Chaos in bodily regulation can optimize the immune system, research suggests.
Researchers investigated how a particular protein produced within cells, NF-kB, stimulates genes. Among other things, this particular protein is vital for maintaining the body’s immune defense system and thereby the body’s ability to combat disease. The concentration of NF-kB fluctuates over time, and these swings affect the genes and therefore the condition of cells.
The researchers demonstrated that chaotic swings in the concentration of the protein—what in mathematics is known as chaotic dynamics—can increase the activation of a number of genes that are otherwise not activated. In other words, when in a chaotic state, the NF-kB protein is most effective at activating genes and optimally “tuning” the immune system.
“The results can have a tremendous impact on our understanding of how the immune system functions and how the incidence of some of the most serious illnesses, including diabetes, cancer, and Alzheimer’s, might be avoided,” says Mogens Høgh Jensen, a professor in biocomplexity at the University of Copenhagen’s Niels Bohr Institute. “For example, we know that cancer is related to a failure of signaling within the body. So, to avoid cancer, it is imperative to have the right dynamic at work in cells.”
The researchers point out that this new knowledge can be part of future therapies.
“These could come in the form of new medications that ensure proper protein function. Therapies could also involve the withdrawal and testing of cells from a body to gauge whether cells are in the right condition to have the correct swings. If they aren’t, it may be possible to predict and discover illnesses before they occur,” explains Mathias Heltberg, a PhD student in biocomplexity.
The research results are among the first to prove that chaos can be an important aspect of the mechanisms that steer the enormous complexity characteristic of all living things. The discovery even surprised the researchers, as chaotic dynamics are often seen as something that living organisms seek to avoid. The new knowledge opens up an entirely new understanding of how gene regulation is possible through varied swings in the proteins that control them.
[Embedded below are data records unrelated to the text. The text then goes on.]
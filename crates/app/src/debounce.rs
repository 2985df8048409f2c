//! Per-device trailing-edge debounce of state payloads.
//!
//! Devices that report in bursts (multi-cluster sensors, remotes with
//! several endpoints) would otherwise cause one publish per fragment.
//! The aggregator merges fragments per device and publishes the union
//! once the device has been quiet for its configured window.

use std::collections::HashMap;
use std::collections::hash_map::Entry;
use std::sync::{Arc, Mutex, PoisonError};
use std::time::Duration;

use tokio::task::JoinHandle;

use meshbridge_domain::address::IeeeAddress;
use meshbridge_domain::payload::Payload;

use crate::ports::PublishSink;

/// Trailing-edge per-device payload aggregation.
///
/// Every [`accumulate`](Self::accumulate) call merges the fragment into
/// the device's pending payload and rearms its flush timer; the timer
/// firing with no further calls publishes the accumulated payload and
/// clears the entry. Rearming is cancel-and-reschedule: the previous
/// flush task is aborted before a new one is spawned, so at most one
/// timer is armed per device.
pub struct DebounceAggregator<S> {
    inner: Arc<Inner<S>>,
}

struct Inner<S> {
    sink: S,
    entries: Mutex<HashMap<IeeeAddress, DebounceEntry>>,
}

struct DebounceEntry {
    pending: Payload,
    timer: JoinHandle<()>,
}

impl<S: PublishSink + 'static> DebounceAggregator<S> {
    #[must_use]
    pub fn new(sink: S) -> Self {
        Self {
            inner: Arc::new(Inner {
                sink,
                entries: Mutex::new(HashMap::new()),
            }),
        }
    }

    /// Merge `fragment` into the device's pending payload and restart its
    /// quiet-window timer.
    pub fn accumulate(&self, address: IeeeAddress, fragment: Payload, window: Duration) {
        let timer = self.arm(address, window);
        let mut entries = self
            .inner
            .entries
            .lock()
            .unwrap_or_else(PoisonError::into_inner);
        match entries.entry(address) {
            Entry::Occupied(mut occupied) => {
                let entry = occupied.get_mut();
                entry.timer.abort();
                entry.pending.merge(fragment);
                entry.timer = timer;
            }
            Entry::Vacant(vacant) => {
                vacant.insert(DebounceEntry {
                    pending: fragment,
                    timer,
                });
            }
        }
    }

    /// Spawn a flush task firing after `window`.
    fn arm(&self, address: IeeeAddress, window: Duration) -> JoinHandle<()> {
        let inner = Arc::clone(&self.inner);
        tokio::spawn(async move {
            tokio::time::sleep(window).await;
            inner.flush(address).await;
        })
    }
}

impl<S: PublishSink> Inner<S> {
    /// Publish and clear the device's pending payload.
    ///
    /// The entry is taken out under the lock, the publish happens after
    /// it is released.
    async fn flush(&self, address: IeeeAddress) {
        let pending = {
            let mut entries = self
                .entries
                .lock()
                .unwrap_or_else(PoisonError::into_inner);
            entries.remove(&address).map(|entry| entry.pending)
        };

        let Some(payload) = pending else {
            return;
        };
        if payload.is_empty() {
            return;
        }

        if let Err(err) = self.sink.publish(address, payload).await {
            tracing::warn!(%err, %address, "failed to publish debounced state");
        }
    }
}
//! Converter for the occupancy sensing cluster.

use meshbridge_domain::converter::{Converter, Definition};
use meshbridge_domain::event::{ClusterId, MessageEvent, MessageType, clusters};
use meshbridge_domain::options::DeviceOptions;
use meshbridge_domain::payload::Payload;
use serde_json::Value;

/// `msOccupancySensing` reports → `{occupancy}`.
///
/// Only bit 0 of the occupancy bitmap is meaningful; the remaining bits
/// are sensor-type metadata.
pub struct OccupancyReport;

impl Converter for OccupancyReport {
    fn cluster(&self) -> ClusterId {
        clusters::MS_OCCUPANCY
    }

    fn types(&self) -> &'static [MessageType] {
        &[MessageType::AttributeReport, MessageType::ReadResponse]
    }

    fn decode(
        &self,
        _definition: &Definition,
        event: &MessageEvent,
        _emit: &mut dyn FnMut(Payload),
        _options: &DeviceOptions,
    ) -> Option<Payload> {
        let bitmap = event.data.get("occupancy").and_then(Value::as_u64)?;
        let mut payload = Payload::new();
        payload.insert("occupancy", (bitmap & 1) == 1);
        Some(payload)
    }
}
“Chaos is a mathematically well-defined dynamic, one that, for example, has previously been used to explain great changes in weather systems. With the enormous complexity that characterizes higher order living things, it is evident that chaotic dynamics will occur in different types of systems. But how chaos plays a decisive role in living cells is entirely new,” concludes Høgh Jensen.
Based upon a range of experimental results, the researchers arrived at their conclusions through mathematical calculations and theoretical arguments. The results appear in Nature Communications.